I’ve been watching a ton of streamers draft Ikoria the past three weeks, and by far the most common question I see chat ask is, “wait, why is Whisper Squad good? Is this a card I should be playing?” This is another card that looks fairly unassuming, but not only is it a lynchpin of the BW deck, practically every black deck wants three to four copies of this little guy.

The other day I was having a conversation about the Squad with (at the time of writing) MTGO trophy leader BeersSC, and he considers the card so important to his black decks that he’s taking it over Blood Curdle these days! I’m not quite there yet, but I do firmly have Whisper Squad as the second best black common, I have not shied away from second picking it to ensure I get to three in my final pile. You can play two and it’s fine but three to four is the sweet spot. Any more than that and you risk drawing multiples in your opening hand.

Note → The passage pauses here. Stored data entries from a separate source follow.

use std::io;
use std::process::Stdio;
use std::sync::Once;
use std::time::Duration;

use async_trait::async_trait;
use tokio::process::Command;
use tracing::{debug, error};

use probr_common::network::target::Target;

use super::LivenessProber;

static MISSING_PING: Once = Once::new();

/// Liveness through a single ICMP echo sent by the system `ping` binary.
///
/// The exit code is the only signal consumed, output is discarded.
#[derive(Debug, Clone)]
pub struct PingProber {
    program: String,
}

impl Default for PingProber {
    fn default() -> Self {
        Self {
            program: "ping".to_string(),
        }
    }
}

impl PingProber {
    pub fn new() -> Self {
        Self::default()
    }

    /// Uses another executable with `ping`-compatible arguments.
    pub fn with_program(program: impl Into<String>) -> Self {
        Self {
            program: program.into(),
        }
    }

    fn command(&self, host: &str, timeout: Duration) -> Command {
        let mut cmd = Command::new(&self.program);
        cmd.args(ping_args(host, timeout))
            .stdin(Stdio::null())
            .stdout(Stdio::null())
            .stderr(Stdio::null())
            .kill_on_drop(true);
        cmd
    }
}

#[async_trait]
impl LivenessProber for PingProber {
    async fn is_reachable(&self, target: &Target, timeout: Duration) -> bool {
        let host: String = match target.addr() {
            Some(addr) => addr.to_string(),
            None => target.name().to_string(),
        };

        match tokio::time::timeout(timeout, self.command(&host, timeout).status()).await {
            Ok(Ok(status)) => status.success(),
            Ok(Err(e)) if e.kind() == io::ErrorKind::NotFound => {
                MISSING_PING.call_once(|| {
                    error!("'{}' is not available on this system, every host will look down", self.program)
                });
                false
            }
            Ok(Err(e)) => {
                debug!("Failed to run {} for {host}: {e}", self.program);
                false
            }
            Err(_elapsed) => false,
        }
    }
}

/// One echo request with a reply deadline.
///
/// Unix `ping -W` takes whole seconds, so sub-second timeouts round up and the
/// caller's own deadline cuts the process short.
fn ping_args(host: &str, timeout: Duration) -> Vec<String> {
    if cfg!(windows) {
        let millis: u128 = timeout.as_millis().max(1);
        vec!["-n".into(), "1".into(), "-w".into(), millis.to_string(), host.into()]
    } else {
        let secs: u64 = (timeout.as_secs_f64().ceil() as u64).max(1);
        vec!["-c".into(), "1".into(), "-W".into(), secs.to_string(), host.into()]
    }
}
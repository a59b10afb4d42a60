#![cfg(test)]

mod discovery {
    mod integration;
}
mod net {
    mod interface;
}
mod scan {
    mod integration;
}
mod utils;
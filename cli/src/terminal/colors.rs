use colored::Color;

pub const PRIMARY: Color = Color::TrueColor { r: 120, g: 200, b: 255 };
pub const ACCENT: Color = Color::TrueColor { r: 255, g: 190, b: 90 };
pub const SEPARATOR: Color = Color::TrueColor { r: 110, g: 110, b: 110 };
pub const TEXT_DEFAULT: Color = Color::TrueColor { r: 220, g: 220, b: 220 };

pub const IPV4_ADDR: Color = Color::TrueColor { r: 130, g: 230, b: 130 };
pub const IPV6_ADDR: Color = Color::TrueColor { r: 190, g: 150, b: 255 };

pub const PORT_OPEN: Color = Color::TrueColor { r: 90, g: 220, b: 120 };
pub const FAILURE: Color = Color::TrueColor { r: 240, g: 100, b: 100 };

Think of Whisper Squad as a token maker. If the card just said, “B for a 1/1, Pay 1B: make a 1/1,” I think it would look much more appealing. Now, Whisper Squad isn’t that card, it has an upwards limit to the number of times you can “make a token” and has a deck building cost, but that doesn’t make the card all that much worse that my imaginary card. The 1/1 body is small but that’s not what you’re playing the card for, you’re playing it for access to multiple raw materials to sacrifice to your Bushmeat Poacher, Mutual Destruction, or Weaponize the Monsters.

Speaking of Weaponize the Monsters, your BW decks will often dip into red exclusively for this bad boy. Weaponize is currently one of the most underrated cards in the set. I often see it wheeling even though it’s a first pick quality card. The card looks like a build-around and it sort of is in the sense that you need to accomplish the daunting task of “draft creatures for your limited deck.” Any deck with 15+ creatures should play this card. The card reads, “your opponent is at 10 less life than the number you see displayed” while punishing cards like Pacifism and making combat a nightmare for your opponents.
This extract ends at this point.